En el reciente informe del Comité de Bioética de España (dependiente del Ministerio de Sanidad) se explica la contradicción que encierra este planteamiento. Si la dignidad consiste en respetar la autonomía, ¿por qué solo se permite la eutanasia a los enfermos graves o terminales? Lo lógico sería otorgar el derecho a cualquier persona, sana o enferma. Esto es, precisamente, lo que hace unos meses sentenció el Tribunal Constitucional de Alemania al reconocer el derecho al suicidio asistido para todos los ciudadanos.

Considero que esta deriva daña a la sociedad, porque conduce a admitir que hay vidas dignas e indignas. Por ejemplo, así lo afirma sin tapujos Peter Singer, el más conocido utilitarista. Conviene recuperar el otro sentido de dignidad, que hasta ahora ha servido para proteger a todos, especialmente a los más vulnerables. Sabernos poseedores de un valor intrínseco permite pasar de una concepción de la persona como sujeto autónomo aislado, que solo pide independencia, a la de un ser relacional, dependiente de otros y seguro de que cuenta con su apoyo incondicional.

El Derecho debe tener en cuenta el bien de la sociedad y preguntarse por lo más justo para todos

La sociedad no es un mero conjunto de átomos, sino un tapiz donde cada hilo es necesario. Seamos una sociedad donde nadie tenga que hacerse la pregunta de si no sería más razonable quitarse de en medio, porque resulta una carga. Convirtámonos en una sociedad orgullosa de cuidar de los suyos, especialmente de los mayores, que tan generosamente nos atendieron durante la infancia.

Es cierto que hay quienes no quieren esos cuidados. Sin esta ley, algunas personas –parece que muy pocas– no podrán cumplir su deseo de morir. Las conocemos por las noticias y tienen historias que nos conmueven profundamente. Sin embargo, el derecho a la eutanasia no solo les afectará a ellas, sino a cualquier ciudadano. Se modificará el sentido de la dignidad humana y, sobre todo, cambiará el modo en que las personas enfermas, mayores y dependientes –es decir, todos nosotros, antes o después– se enfrentan a su situación.

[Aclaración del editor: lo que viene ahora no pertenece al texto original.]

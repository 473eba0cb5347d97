#![warn(missing_docs)]
//! loopbench CLI Library
//!
//! Command-line front end of the capture benchmark: provisions (or adopts)
//! a capture device, then runs either one ad-hoc configuration or the
//! scenario table against it.
//!
//! # Example
//!
//! ```ignore
//! use loopbench::TrackingAllocator;
//!
//! #[global_allocator]
//! static GLOBAL: TrackingAllocator = TrackingAllocator;
//!
//! fn main() -> anyhow::Result<()> {
//!     loopbench_cli::run()
//! }
//! ```

mod capture;
mod config;
mod executor;
mod orchestrator;
mod scenarios;

pub use capture::{CaptureWriter, OutputCapture, ScenarioOutput};
pub use config::*;
pub use executor::{
    BenchmarkConfig, BenchmarkExecutor, ExecutorError, MemoryProfile, ProfilingError,
    ProfilingSession, TraceSink, build_run_meta, format_results, write_memory_profile,
};
pub use orchestrator::{
    ArtifactPaths, RunError, RunReport, RunSettings, ScenarioOrchestrator,
};
pub use scenarios::{BenchmarkScenario, SCENARIOS, format_scenario_list, select_scenarios};

use anyhow::Context;
use clap::Parser;
use loopbench_core::{CaptureBackend, PixelFormat};
use loopbench_loopback::{VirtualDevice, VirtualDeviceProvisioner, device_path};
use std::ffi::OsString;
use std::io::Write;
use std::path::PathBuf;
use std::sync::Arc;
use tracing_subscriber::EnvFilter;

/// loopbench CLI arguments
///
/// Long options are also accepted with a single dash (`-device`, `-list`).
#[derive(Parser, Debug)]
#[command(name = "loopbench")]
#[command(author, version, about = "loopbench - V4L2 frame capture benchmark")]
pub struct Cli {
    /// Use an existing capture device (e.g., /dev/video0) instead of a loopback device
    #[arg(long)]
    pub device: Option<PathBuf>,

    /// Loopback device number (/dev/videoN)
    #[arg(long, default_value_t = 50)]
    pub loopback_num: u32,

    /// Generator test pattern: testsrc, smptebars, color=<color>
    #[arg(long, default_value = "testsrc")]
    pub test_pattern: String,

    /// Capture duration per benchmark (e.g., 10s, 500ms)
    #[arg(long)]
    pub duration: Option<String>,

    /// Output directory (default: <prefix>_<timestamp>)
    #[arg(long)]
    pub output: Option<PathBuf>,

    /// Run a specific scenario by name (all when omitted)
    #[arg(long)]
    pub scenario: Option<String>,

    /// List available scenarios and exit
    #[arg(long)]
    pub list: bool,

    /// Run a single benchmark with custom parameters
    #[arg(long)]
    pub single: bool,

    /// Frame width
    #[arg(long, default_value_t = 640)]
    pub width: u32,

    /// Frame height
    #[arg(long, default_value_t = 480)]
    pub height: u32,

    /// Frames per second
    #[arg(long, default_value_t = 30)]
    pub fps: u32,

    /// Pixel format: MJPEG, YUYV, H264
    #[arg(long, default_value = "MJPEG")]
    pub format: String,

    /// Number of driver buffers
    #[arg(long)]
    pub buffers: Option<u32>,

    /// Write CPU profile to file (single mode)
    #[arg(long)]
    pub cpuprofile: Option<PathBuf>,

    /// Write memory profile to file (single mode)
    #[arg(long)]
    pub memprofile: Option<PathBuf>,

    /// Write execution trace to file (single mode)
    #[arg(long)]
    pub trace: Option<PathBuf>,

    /// Verbose output
    #[arg(short, long)]
    pub verbose: bool,
}

/// Rewrite single-dash long options (`-device`) to the `--device` form
///
/// Short flags (`-v`), values that look like numbers and everything after
/// `--` are left alone.
pub fn normalize_args<I>(args: I) -> Vec<OsString>
where
    I: IntoIterator<Item = OsString>,
{
    let mut passthrough = false;
    args.into_iter()
        .enumerate()
        .map(|(i, arg)| {
            if i == 0 || passthrough {
                return arg;
            }
            let Some(s) = arg.to_str().map(str::to_owned) else {
                return arg;
            };
            if s == "--" {
                passthrough = true;
                return arg;
            }
            let mut chars = s.chars();
            let is_single_dash_long = chars.next() == Some('-')
                && chars.next().is_some_and(|c| c.is_ascii_alphabetic())
                && chars.next().is_some();
            if is_single_dash_long {
                OsString::from(format!("-{s}"))
            } else {
                arg
            }
        })
        .collect()
}

/// Run the loopbench CLI with the process arguments.
///
/// # Returns
/// Returns `Ok(())` on success, or an error if something goes wrong.
pub fn run() -> anyhow::Result<()> {
    let cli = Cli::parse_from(normalize_args(std::env::args_os()));
    run_with_cli(cli)
}

enum Plan {
    Single(PixelFormat),
    Multi(Vec<BenchmarkScenario>),
}

/// Run the loopbench CLI with pre-parsed arguments.
pub fn run_with_cli(cli: Cli) -> anyhow::Result<()> {
    init_logging(cli.verbose);

    if cli.list {
        print!("{}", format_scenario_list(SCENARIOS));
        return Ok(());
    }

    // Discover loopbench.toml configuration (CLI flags override)
    let config = LoopbenchConfig::discover().unwrap_or_default();
    let duration_text = cli.duration.as_deref().unwrap_or(&config.run.duration);
    let duration = LoopbenchConfig::parse_duration(duration_text)
        .with_context(|| format!("Invalid duration: {}", duration_text))?;
    if duration.is_zero() {
        anyhow::bail!("Duration must be positive: {}", duration_text);
    }
    let buffers = cli.buffers.unwrap_or(config.run.buffers);

    // Configuration errors surface before any device interaction
    let plan = if cli.single {
        let format = cli
            .format
            .parse::<PixelFormat>()
            .map_err(|_| RunError::UnknownFormat(cli.format.clone()))?;
        Plan::Single(format)
    } else {
        Plan::Multi(select_scenarios(SCENARIOS, cli.scenario.as_deref())?)
    };
    let backend = capture_backend()?;

    let mut loopback: Option<VirtualDevice> = None;
    let device = match &cli.device {
        Some(path) => {
            tracing::info!("Using real device: {}", path.display());
            path.clone()
        }
        None => {
            let provisioner = VirtualDeviceProvisioner::new(config.provision_config()?);
            provisioner.check_prerequisites().context(
                "Loopback mode requires ffmpeg and v4l2loopback-dkms to be installed.\n\
                 Install with: sudo apt install ffmpeg v4l2loopback-dkms",
            )?;

            tracing::info!(
                "Setting up loopback device {}...",
                device_path(cli.loopback_num).display()
            );
            let device = provisioner
                .provision(
                    cli.loopback_num,
                    cli.width,
                    cli.height,
                    cli.fps,
                    &cli.test_pattern,
                )
                .context("Failed to setup loopback device")?;
            tracing::info!("Loopback device ready at {}", device.path().display());
            let path = device.path().to_path_buf();
            loopback = Some(device);
            path
        }
    };

    let executor = BenchmarkExecutor::new(backend);
    let outcome = match plan {
        Plan::Single(format) => {
            let config = BenchmarkConfig {
                device_path: device,
                width: cli.width,
                height: cli.height,
                pixel_format: format,
                fps: cli.fps,
                duration,
                buffer_count: buffers,
                cpu_profile: cli.cpuprofile.clone(),
                mem_profile: cli.memprofile.clone(),
                trace_file: cli.trace.clone(),
                verbose: cli.verbose,
            };
            run_single(&executor, &config)
        }
        Plan::Multi(scenarios) => {
            let output_dir = cli.output.clone().unwrap_or_else(|| {
                PathBuf::from(format!(
                    "{}_{}",
                    config.run.output_prefix,
                    chrono::Local::now().format("%Y%m%d_%H%M%S")
                ))
            });
            let settings = RunSettings {
                device_path: device,
                duration,
                buffer_count: buffers,
                output_dir,
                verbose: cli.verbose,
            };
            run_multi(executor, settings, &scenarios)
        }
    };

    // Teardown problems are reported but never replace the run's outcome
    if let Some(mut device) = loopback {
        if let Err(e) = device.release() {
            tracing::warn!("Failed to release loopback device: {}", e);
        }
    }

    outcome
}

fn init_logging(verbose: bool) {
    let default = if verbose {
        "loopbench=debug"
    } else {
        "loopbench=info"
    };
    let filter = EnvFilter::try_from_default_env().unwrap_or_else(|_| EnvFilter::new(default));
    // A subscriber may already be installed when embedded or under test
    let _ = tracing_subscriber::fmt()
        .with_env_filter(filter)
        .with_writer(std::io::stderr)
        .try_init();
}

#[cfg(all(feature = "v4l2", target_os = "linux"))]
fn capture_backend() -> anyhow::Result<Arc<dyn CaptureBackend>> {
    Ok(Arc::new(loopbench_core::V4lBackend))
}

#[cfg(not(all(feature = "v4l2", target_os = "linux")))]
fn capture_backend() -> anyhow::Result<Arc<dyn CaptureBackend>> {
    anyhow::bail!("This build has no V4L2 capture support (enable the `v4l2` feature on Linux)")
}

fn run_single(executor: &BenchmarkExecutor, config: &BenchmarkConfig) -> anyhow::Result<()> {
    let results = executor
        .run(config, &ScenarioOutput::Stderr)
        .with_context(|| format!("Benchmark on {} failed", config.device_path.display()))?;

    let mut stdout = std::io::stdout().lock();
    stdout.write_all(format_results(config, &results).as_bytes())?;
    stdout.flush()?;
    Ok(())
}

fn run_multi(
    executor: BenchmarkExecutor,
    settings: RunSettings,
    scenarios: &[BenchmarkScenario],
) -> anyhow::Result<()> {
    let orchestrator = ScenarioOrchestrator::new(executor, settings);
    let mut stdout = std::io::stdout().lock();
    let report = orchestrator.run(scenarios, &mut stdout)?;
    stdout.flush()?;

    tracing::debug!(
        "Run finished: {} scenarios, {} succeeded",
        report.summary.scenarios.len(),
        report.summary.count(loopbench_report::ScenarioStatus::Success)
    );
    Ok(())
}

El Derecho debe tener en cuenta el bien de la sociedad y preguntarse por lo más justo para todos. Además, parece que actualmente ya hay margen jurídico para tratar los casos límite, sin necesidad de crear un nuevo derecho. Demos voz a la sociedad civil y busquemos soluciones para el conjunto de la ciudadanía. Saldremos ganando.

*** José María Torralba es profesor titular de Filosofía Moral y Política en la Universidad de Navarra.